Biostatistics

Biostatistics Many issues in the health, medical and biological sciences are addressed by collecting and exploring relevant data. Statistics is the analysis and interpretation of data with a view toward objective evaluation of the reliability of the conclusions based on the data.

Statistics, is simply the most important tool of the sciences, particularly biology. Because scientists often must use large amounts of data to gain a representative sample of a population, it is not possible to simply look at the numbers and understand what is happening. Statistics allows a trained person to see the significance of data, the relationship between seemingly unrelated phenomena, and predict what may happen in the future or determine what may have happened in the past.

Statistics, however, is not only useful in science. Insurance agencies use actuary tables to determine the likelihood that you will have a car accident and will adjust your premiums accordingly. Doctors can determine the likelihood that you will develop cancer or a have a heart attack. And, political scientists use statistics to determine how citizens feel about current issues and their likelihood to vote for a particular candidate.

Variables Variable: A characteristic that may differ from one biological entity another. Example: lifespan, mass, height, body temperature, etc. Continuous variable:A variable that can have any value within a certain range. Example: height of a plant, mass of an acorn, time Discrete or discontinuous variable: A variable that can take only certain values Example: # of eggs in a bird clutch, # leaves on a plant

Types of data Qualitative data: observations Example: The substance produces bubbles when it dissolves in water. Quantitative data: measured values that have a numeric portion and a unit (dimension)

Measurements Units: Science uses the metric (SI) system. The following units are commonly used in biology.

Uncertainty:All measurements have uncertainty which is usually shown with +/- notation Why aren’t measurements perfect? The causes of measurement errors can be divided into three broad classes: systematic problems, limited precision, and random effects. There are two sources of error in a measurement: (1) limitations in the sensitivity of the instruments used and (2) imperfections in the techniques used to make the measurement. These errors can be divided into two classes: systematic and random.

Systematic error can be caused by an imperfection in the equipment being used or from mistakes the individual makes while taking the measurement. A balance incorrectly calibrated would result in a systematic error. Consistently reading a buret wrong would result in a systematic error. 1. Systematic errors occur when a piece of equipment is improperly constructed, calibrated or used. One does not generally include systematic errors in the uncertainty of a measurement: if you know that a systematic problem exists, you should fix the problem.

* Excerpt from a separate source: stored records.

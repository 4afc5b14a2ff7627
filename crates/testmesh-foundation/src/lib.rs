//! Shared error types and time/id helpers for the TestMesh execution core.
//!
//! Every other crate in the workspace depends on this one and nothing else
//! in the reverse direction — it is the lowest level of the stack.

mod clock;
mod error;

pub use clock::{BuiltinSource, SystemClock};
pub use error::{Error, ErrorKind, Result};

/// Re-exported so downstream crates don't need their own `cancel` dependency line.
pub use tokio_util::sync::CancellationToken;
//! The HTTP transport for the fabric: one axum router multiplexing every
//! registered mock server by id, plus a supplemental endpoint for
//! inspecting a server's request log. Grounded on the teacher's
//! `proxy_server::ProxyServer::router` — a catch-all `.fallback` handler
//! reading the raw request rather than per-route extractors, since the set
//! of paths is only known at request time.

use crate::registry::MockFabric;
use axum::extract::{Path, State};
use axum::http::{HeaderMap, StatusCode};
use axum::response::{IntoResponse, Response};
use axum::routing::get;
use axum::{Json, Router};
use std::collections::BTreeMap;
use std::sync::Arc;
use testmesh_domain::MockServerId;
use testmesh_foundation::Error;

pub fn router(fabric: Arc<MockFabric>) -> Router {
    Router::new()
        .route("/__testmesh/requests/{server_id}", get(list_requests))
        .fallback(dispatch)
        .with_state(fabric)
}

async fn dispatch(
    State(fabric): State<Arc<MockFabric>>,
    request: axum::http::Request<axum::body::Body>,
) -> Response {
    let uri_path = request.uri().path().to_string();
    let Some(rest) = uri_path.strip_prefix("/mocks/") else {
        return (StatusCode::NOT_FOUND, "unknown route").into_response();
    };
    let mut segments = rest.splitn(2, '/');
    let Some(server_id_str) = segments.next() else {
        return (StatusCode::NOT_FOUND, "missing server id").into_response();
    };
    let path = format!("/{}", segments.next().unwrap_or(""));

    let Ok(server_id) = server_id_str.parse::<MockServerId>() else {
        return (StatusCode::NOT_FOUND, "invalid server id").into_response();
    };

    let method = request.method().to_string();
    let headers = header_map(request.headers());
    let query = query_map(request.uri().query());

    let body_bytes = match axum::body::to_bytes(request.into_body(), 10 * 1024 * 1024).await {
        Ok(bytes) => bytes,
        Err(_) => return (StatusCode::BAD_REQUEST, "failed to read request body").into_response(),
    };
    let raw_body = (!body_bytes.is_empty())
        .then(|| String::from_utf8_lossy(&body_bytes).into_owned());

    match fabric
        .handle_request(server_id, &method, &path, headers, query, raw_body)
        .await
    {
        Ok(rendered) => {
            let status = StatusCode::from_u16(rendered.status).unwrap_or(StatusCode::OK);
            let body = rendered
                .body
                .map(|b| serde_json::to_vec(&b.to_json()).unwrap_or_default())
                .unwrap_or_default();
            let mut response = Response::builder().status(status);
            for (k, v) in rendered.headers {
                response = response.header(k, v);
            }
            response
                .body(axum::body::Body::from(body))
                .unwrap_or_else(|_| StatusCode::INTERNAL_SERVER_ERROR.into_response())
        }
        Err(Error::MockNotFound) => (StatusCode::NOT_FOUND, "mock server not found or stopped").into_response(),
        Err(Error::MockNoMatch) => (StatusCode::NOT_FOUND, "No matching endpoint found").into_response(),
        Err(err) => (StatusCode::INTERNAL_SERVER_ERROR, err.to_string()).into_response(),
    }
}

async fn list_requests(
    State(fabric): State<Arc<MockFabric>>,
    Path(server_id): Path<String>,
) -> Response {
    let Ok(server_id) = server_id.parse::<MockServerId>() else {
        return (StatusCode::NOT_FOUND, "invalid server id").into_response();
    };
    if fabric.get(server_id).await.is_none() {
        return (StatusCode::NOT_FOUND, "unknown mock server").into_response();
    }
    match fabric.list_requests(server_id).await {
        Ok(requests) => {
            let body: Vec<_> = requests
                .into_iter()
                .map(|r| {
                    serde_json::json!({
                        "id": r.id.to_string(),
                        "method": r.method,
                        "path": r.path,
                        "received_at": r.received_at.to_rfc3339(),
                        "matched_endpoint_id": r.matched_endpoint_id,
                    })
                })
                .collect();
            Json(body).into_response()
        }
        Err(err) => (StatusCode::INTERNAL_SERVER_ERROR, err.to_string()).into_response(),
    }
}

fn header_map(headers: &HeaderMap) -> BTreeMap<String, String> {
    headers
        .iter()
        .filter_map(|(k, v)| v.to_str().ok().map(|v| (k.as_str().to_string(), v.to_string())))
        .collect()
}

fn query_map(query: Option<&str>) -> BTreeMap<String, String> {
    match query {
        Some(q) => url::form_urlencoded::parse(q.as_bytes())
            .into_owned()
            .collect(),
        None => BTreeMap::new(),
    }
}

2. Random errors most often result from limitations in the equipment or techniques used to make a measurement. No measurement device can read a value to infinite precision. Dials and linear scales, such as meter sticks, thermometers, gauges, speedometers, and the like, can at best be read to within one tenth of the smallest division on the scale. For measuring devices having a digital readout, the minimum uncertainty is in the last digit. This is the best case scenario... the uncertainty can be larger for a variety reasons. 3. It is commonly the case that repeated measurements of the same quantity do not yield the same values, but rather a spread of values. This variation of measurements are random errors and could be due to both human and physical causes.

Examples: Make the following measurements.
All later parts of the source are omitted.